In block 925, associated metadata (in this example, audio object positional number can be based at least partially on According to audio object size data) and fading factor calculate one group of audio of each output channels in multiple output channels Object gain value.Each output channels can be corresponding with least one reproducing speaker of reproducing environment.

In some implementations, audio object gain is calculated and can included：Calculate in audio object region or space The contribution of virtual source.Virtual source can be corresponding with may be referred to multiple virtual source locations of reproducing environment data restriction.Virtually Source position can be uniformly spaced apart or be unevenly spaced.For each virtual source location, can calculate multiple defeated The virtual source yield value of each output channels in sound channel.As described above, in some implementations, can during establishment step To calculate and store these virtual source yield values, then these virtual source yield values are retrieved for operationally operating Period uses.

In some implementations, fading factor can be applied to the institute corresponding with the virtual source location in reproducing environment There is virtual source yield value.In some implementations, g can be changed as follows_l ^size：

Wherein

If d_bound>=s, then fading factor=1,

If d_bound＜ s, then fading factor=d_bound/ s,

Wherein, d_boundRepresent the minimum range between audio object position and the border of reproducing environment, and g_l ^boundTable Show the contribution along the virtual source on border.For example, with reference to figure 8B, g_l ^boundIt can represent in the 620b of audio object space and lean on The contribution of the virtual source of proximal border 805.In this example, as Fig. 6 A situation, in the absence of outside reproducing environment Virtual source.

In realization is substituted, g can be changed as follows_l ^size：

Wherein, g_l ^outsideRepresent based on outside reproducing environment but virtual in audio object region or space The audio object gain in source.For example, with reference to figure 8B, g_l ^outsideIt can represent in the 620b of audio object space and on border The contribution of virtual source outside 805.In this example, as Fig. 6 B situation, inside reproducing environment and outside reproducing environment Virtual source be present in portion's both of which.

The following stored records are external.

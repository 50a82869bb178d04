//! Call Relay API Library Crate
//!
//! The web service around `callrelay-core`: configuration, the telephony
//! webhook, the media-stream WebSocket and the OpenAI realtime connector.
//! The `api` binary is a thin wrapper around this library.

pub mod config;
pub mod handlers;
pub mod router;
pub mod state;
pub mod ws;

Figure 10 is to provide the block diagram of the example of the part of creation and/or rendering apparatus.In this example, device 1000 wraps Include interface system 1005.Interface system 1005 can include network interface (such as radio network interface).Alternately or separately Outside, interface system 1005 can include USB (USB) interface or other such interfaces.

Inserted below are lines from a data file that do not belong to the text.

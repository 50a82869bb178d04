//! Telephony → AI direction.

use crate::{
    config::RelayOptions,
    connection::{TextSink, TextStream},
    log_sink::{AudioDirection, CallLog},
    pipe::{Next, TaskEnd, enqueue, forward_frames, next_frame},
    protocol::{ClientEvent, TelephonyEvent},
    session::StreamSidWriter,
};
use base64::Engine;
use std::sync::Arc;
use tokio::sync::mpsc;
use tokio_util::sync::CancellationToken;
use tracing::{debug, info, warn};

/// Outcome of the telephony ingest task.
#[derive(Debug, Clone)]
pub struct IngestReport {
    pub end: TaskEnd,
    /// Append messages delivered to the AI connection.
    pub forwarded: usize,
}

pub(crate) struct Ingest {
    pub telephony: TextStream,
    pub realtime: TextSink,
    pub stream_sid: StreamSidWriter,
    pub log: Arc<dyn CallLog>,
    pub cancel: CancellationToken,
    pub options: RelayOptions,
}

impl Ingest {
    /// Runs until the telephony stream ends, fails, or the call is cancelled.
    /// The AI connection is closed on the way out.
    pub(crate) async fn run(self) -> IngestReport {
        let Ingest {
            telephony,
            realtime,
            stream_sid,
            log,
            cancel,
            options,
        } = self;

        let (tx, rx) = mpsc::channel(options.channel_capacity.max(1));
        let local = cancel.child_token();
        let reader = read_telephony(telephony, tx, stream_sid, log, local.clone(), options);
        let forwarder = forward_frames(rx, realtime, cancel, local, "realtime", true);
        let (end, (forwarded, result, _)) = tokio::join!(reader, forwarder);

        let end = match result {
            Err(e) => TaskEnd::Failed(e.to_string()),
            Ok(()) => end,
        };
        info!(?end, forwarded, "Telephony ingest finished");
        IngestReport { end, forwarded }
    }
}

async fn read_telephony(
    mut telephony: TextStream,
    tx: mpsc::Sender<String>,
    stream_sid: StreamSidWriter,
    log: Arc<dyn CallLog>,
    cancel: CancellationToken,
    options: RelayOptions,
) -> TaskEnd {
    loop {
        let text = match next_frame(&mut telephony, &cancel, options.max_idle).await {
            Next::Frame(text) => text,
            Next::Closed => {
                info!("Telephony connection closed");
                return TaskEnd::Finished;
            }
            Next::Idle => {
                warn!("Telephony connection idle, ending call");
                return TaskEnd::Idle;
            }
            Next::Cancelled => return TaskEnd::Cancelled,
            Next::Failed(e) => {
                warn!(error = %e, "Error receiving from telephony");
                return TaskEnd::Failed(e.to_string());
            }
        };

        let event = match serde_json::from_str::<TelephonyEvent>(&text) {
            Ok(event) => event,
            Err(e) => {
                warn!(error = %e, "Dropping malformed telephony message");
                continue;
            }
        };

        match &event {
            TelephonyEvent::Start { .. } => match event.stream_sid() {
                Some(sid) => {
                    if stream_sid.set(sid) {
                        info!(stream_sid = %sid, "Incoming stream has started");
                    } else {
                        warn!(stream_sid = %sid, "Ignoring repeated start event");
                    }
                }
                None => warn!("Start event without a stream id"),
            },
            TelephonyEvent::Media { media } => {
                if let Err(e) = base64::engine::general_purpose::STANDARD.decode(&media.payload) {
                    warn!(error = %e, "Dropping media event with invalid payload");
                    continue;
                }
                let append = ClientEvent::InputAudioBufferAppend {
                    audio: media.payload.clone(),
                };
                let frame = match serde_json::to_string(&append) {
                    Ok(frame) => frame,
                    Err(e) => {
                        warn!(error = %e, "Failed to encode audio append");
                        continue;
                    }
                };
                if !enqueue(&tx, frame, &cancel).await {
                    return if cancel.is_cancelled() {
                        TaskEnd::Cancelled
                    } else {
                        TaskEnd::Failed("realtime forwarder stopped".to_string())
                    };
                }
                if let Err(e) = log
                    .record_audio(AudioDirection::Received, &media.payload)
                    .await
                {
                    warn!(error = %e, "Failed to write audio log");
                }
            }
            TelephonyEvent::Stop => {
                info!("Telephony stream stopped");
                return TaskEnd::Finished;
            }
            TelephonyEvent::Other => debug!("Ignoring telephony event"),
        }
    }
}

Device 1000 includes flogic system 1010.Flogic system 1010 can include processor, and (such as general purpose single-chip is handled Device or general multi-chip processor).Flogic system 1010 can include digital signal processor (DSP), application specific integrated circuit (ASIC), field programmable gate array (FPGA) or other programmable logic devices, discrete gate or transistor logic or discrete hard Part part or its combination.Flogic system 1010 may be configured to the miscellaneous part of control device 1000.Although in Figure 10 In show between the part of device 1000 there is no interface, but flogic system 1010 can be configured with for and other portions The interface that part is communicated.Miscellaneous part may be configured to or be not configured to communicate with each other when needed.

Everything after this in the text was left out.